▶ _Exercise instructions_
From the line containing "has no other" onward to the last line of the data below, copy each line exactly and add nothing.

________________

// ── Error alert ───────────────────────────────────────────────────────────────
//
// Thin wrappers around MessageBoxW and FormatMessageW used by
// `display_error` and by `main()` when startup fails.

#![allow(unsafe_code)]

use windows::{
    core::{PCWSTR, PWSTR},
    Win32::{
        Foundation::HWND,
        System::Diagnostics::Debug::{
            FormatMessageW, FORMAT_MESSAGE_FROM_SYSTEM, FORMAT_MESSAGE_IGNORE_INSERTS,
        },
        UI::WindowsAndMessaging::{MessageBoxW, MB_ICONERROR, MB_OK, MB_SYSTEMMODAL},
    },
};

use super::last_error;
use crate::error::Result;

/// Room for the longest system message text, in `WCHAR`s.
const MESSAGE_BUF_LEN: usize = 1_024;

fn to_wide(s: &str) -> Vec<u16> {
    s.encode_utf16().chain(std::iter::once(0)).collect()
}

/// Show a system-modal error alert with `title` and `message`.
pub fn show_error_dialog(title: &str, message: &str) -> Result<()> {
    let msg_wide = to_wide(message);
    let title_wide = to_wide(title);

    // SAFETY: msg_wide and title_wide are valid null-terminated UTF-16 strings
    // that remain allocated for the duration of the MessageBoxW call.
    // HWND::default() (null) means the dialog has no owner window.
    let pressed = unsafe {
        MessageBoxW(
            HWND::default(),
            PCWSTR(msg_wide.as_ptr()),
            PCWSTR(title_wide.as_ptr()),
            MB_OK | MB_ICONERROR | MB_SYSTEMMODAL,
        )
    };

    if pressed.0 == 0 {
        return Err(last_error("MessageBoxW"));
    }
    Ok(())
}

/// System text for `code`, with the trailing line break removed.
pub fn format_error(code: u32) -> Option<String> {
    let mut buf = vec![0u16; MESSAGE_BUF_LEN];

    // SAFETY: buf is writable for MESSAGE_BUF_LEN WCHARs, which is the size
    // passed; no source or insert arguments are used.
    let len = unsafe {
        FormatMessageW(
            FORMAT_MESSAGE_FROM_SYSTEM | FORMAT_MESSAGE_IGNORE_INSERTS,
            None,
            code,
            0,
            PWSTR(buf.as_mut_ptr()),
            MESSAGE_BUF_LEN as u32,
            None,
        )
    };

    if len == 0 {
        return None;
    }

    let text = String::from_utf16_lossy(&buf[..len as usize]);
    Some(text.trim_end().to_owned())
}
// ── DPI and monitor lookup ────────────────────────────────────────────────────
//
// The process runs Per-Monitor v2 aware, so every splash window is sized for
// the monitor it lands on.  Placement asks for the nearest monitor's work
// area and effective DPI; the window procedure asks for the window's own DPI
// at WM_NCCREATE.

#![allow(unsafe_code)]

use windows::Win32::{
    Foundation::{HWND, POINT},
    Graphics::Gdi::{GetMonitorInfoW, MonitorFromPoint, MONITORINFO, MONITOR_DEFAULTTONEAREST},
    UI::HiDpi::{
        GetDpiForMonitor, GetDpiForWindow, SetProcessDpiAwarenessContext,
        DPI_AWARENESS_CONTEXT_PER_MONITOR_AWARE_V2, MDT_EFFECTIVE_DPI,
    },
};

use super::{last_error, win32_error};
use crate::error::{Result, SplashError};
use crate::placement::{Monitor, Point, Rect, DEFAULT_DPI};

/// Make the process Per-Monitor v2 DPI aware.
///
/// Call once, before the first splash window exists.
pub fn init() {
    // SAFETY: no pointers are involved; the call fails without side effects
    // when the awareness was already set (by a manifest or an earlier call).
    unsafe {
        let _ = SetProcessDpiAwarenessContext(DPI_AWARENESS_CONTEXT_PER_MONITOR_AWARE_V2);
    }
}

/// DPI of the monitor `hwnd` is on, or [`DEFAULT_DPI`] if it cannot be read.
pub(crate) fn for_window(hwnd: HWND) -> u32 {
    // SAFETY: GetDpiForWindow returns 0 for an invalid handle instead of
    // faulting.
    match unsafe { GetDpiForWindow(hwnd) } {
        0 => DEFAULT_DPI,
        dpi => dpi,
    }
}

/// Work area and effective DPI of the monitor nearest to `point`.
pub(crate) fn monitor_at(point: Point) -> Result<Monitor> {
    // SAFETY: MonitorFromPoint takes the point by value and has no other
    // preconditions.
    let hmonitor =
        unsafe { MonitorFromPoint(POINT { x: point.x, y: point.y }, MONITOR_DEFAULTTONEAREST) };
    if hmonitor.is_invalid() {
        return Err(SplashError::NoMonitor { x: point.x, y: point.y });
    }

    let mut info = MONITORINFO {
        cbSize: std::mem::size_of::<MONITORINFO>() as u32,
        ..Default::default()
    };
    // SAFETY: hmonitor was just returned by MonitorFromPoint; info is a valid
    // MONITORINFO with cbSize set, as the API requires.
    if !unsafe { GetMonitorInfoW(hmonitor, &mut info) }.as_bool() {
        return Err(last_error("GetMonitorInfoW"));
    }

    let (mut dpi_x, mut dpi_y) = (0u32, 0u32);
    // SAFETY: both out-pointers refer to live locals.
    unsafe { GetDpiForMonitor(hmonitor, MDT_EFFECTIVE_DPI, &mut dpi_x, &mut dpi_y) }
        .map_err(|e| win32_error("GetDpiForMonitor", e))?;

    let work = info.rcWork;
    Ok(Monitor {
        work_area: Rect::new(work.left, work.top, work.right, work.bottom),
        dpi: dpi_x,
    })
}

// ── Tests ─────────────────────────────────────────────────────────────────────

________________

▶ _Response area_
    // SAFETY: MonitorFromPoint takes the point by value and has no other
    // preconditions.
    let hmonitor =
        unsafe { MonitorFromPoint(POINT { x: point.x, y: point.y }, MONITOR_DEFAULTTONEAREST) };
    if hmonitor.is_invalid() {
        return Err(SplashError::NoMonitor { x: point.x, y: point.y });
    }

    let mut info = MONITORINFO {
        cbSize: std::mem::size_of::<MONITORINFO>() as u32,
        ..Default::default()
    };
    // SAFETY: hmonitor was just returned by MonitorFromPoint; info is a valid
    // MONITORINFO with cbSize set, as the API requires.
    if !unsafe { GetMonitorInfoW(hmonitor, &mut info) }.as_bool() {
        return Err(last_error("GetMonitorInfoW"));
    }

    let (mut dpi_x, mut dpi_y) = (0u32, 0u32);
    // SAFETY: both out-pointers refer to live locals.
    unsafe { GetDpiForMonitor(hmonitor, MDT_EFFECTIVE_DPI, &mut dpi_x, &mut dpi_y) }
        .map_err(|e| win32_error("GetDpiForMonitor", e))?;

    let work = info.rcWork;
    Ok(Monitor {
        work_area: Rect::new(work.left, work.top, work.right, work.bottom),
        dpi: dpi_x,
    })
}

// ── Tests ─────────────────────────────────────────────────────────────────────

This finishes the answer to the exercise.